Saved data entries
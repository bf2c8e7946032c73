//! Per-frame simulation advance
//!
//! One `tick` = one display frame. Ordering inside a tick is part of the
//! contract: player motion first, then particle and projectile pruning,
//! then enemy motion, then collision resolution.

use glam::Vec2;
use rand::Rng;

use super::collision;
use super::state::{Enemy, EnemyKind, GamePhase, GameState};
use crate::consts::*;

/// Input snapshot for a single tick
#[derive(Debug, Clone, Default)]
pub struct TickInput {
    /// Move-left held
    pub move_left: bool,
    /// Move-right held
    pub move_right: bool,
    /// Horizontal touch/pointer position while a drag is active
    pub pointer_x: Option<f32>,
}

/// Advance the game by one frame. A tick that lands after the game has
/// ended (a frame already in flight when the resolver fired) does nothing.
pub fn tick(state: &mut GameState, input: &TickInput) {
    if state.phase != GamePhase::Running {
        return;
    }
    state.time_ticks += 1;

    let viewport = state.viewport;
    if let Some(player) = state.player.as_mut() {
        if input.move_left && player.pos.x > 0.0 {
            player.pos.x -= player.speed;
        }
        if input.move_right && player.pos.x < viewport.width - player.width {
            player.pos.x += player.speed;
        }
        if let Some(px) = input.pointer_x {
            player.pos.x = (px - player.width / 2.0).clamp(0.0, viewport.width - player.width);
        }
    }

    for particle in state.particles.iter_mut() {
        particle.pos += particle.vel;
        particle.alpha -= state.tuning.particle_fade;
    }
    state.particles.retain(|p| !p.expired());

    for projectile in state.projectiles.iter_mut() {
        projectile.pos += projectile.vel;
    }
    state.projectiles.retain(|p| !p.past_top());

    // Enemies are never pruned here: leaving the bottom edge is a
    // game-over condition, not a silent despawn.
    for enemy in state.enemies.iter_mut() {
        enemy.pos.y += enemy.fall_speed;
    }

    collision::resolve(state);
}

/// Spawner entry point, driven by the host on its own wall-clock cadence
/// (independent of the frame rate). A firing that lands after the game
/// has stopped is a no-op.
pub fn spawn_enemy(state: &mut GameState) {
    if state.phase != GamePhase::Running {
        return;
    }
    // Degenerate viewports still get a valid spawn band
    let min_x = ENEMY_RADIUS;
    let max_x = (state.viewport.width - ENEMY_RADIUS).max(min_x + 1.0);
    let x = state.rng.random_range(min_x..max_x);
    let fall_speed = state
        .rng
        .random_range(state.tuning.enemy_fall_min..state.tuning.enemy_fall_max);
    let kind = match state.rng.random_range(0..3) {
        0 => EnemyKind::Invader,
        1 => EnemyKind::Alien,
        _ => EnemyKind::Saucer,
    };
    state.enemies.push(Enemy {
        pos: Vec2::new(x, ENEMY_SPAWN_Y),
        radius: ENEMY_RADIUS,
        fall_speed,
        kind,
    });
}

Exercise requirements:
If a line in the entries contains "retain", copy it.

Solved exercise:
    state.particles.retain(|p| !p.expired());
    state.projectiles.retain(|p| !p.past_top());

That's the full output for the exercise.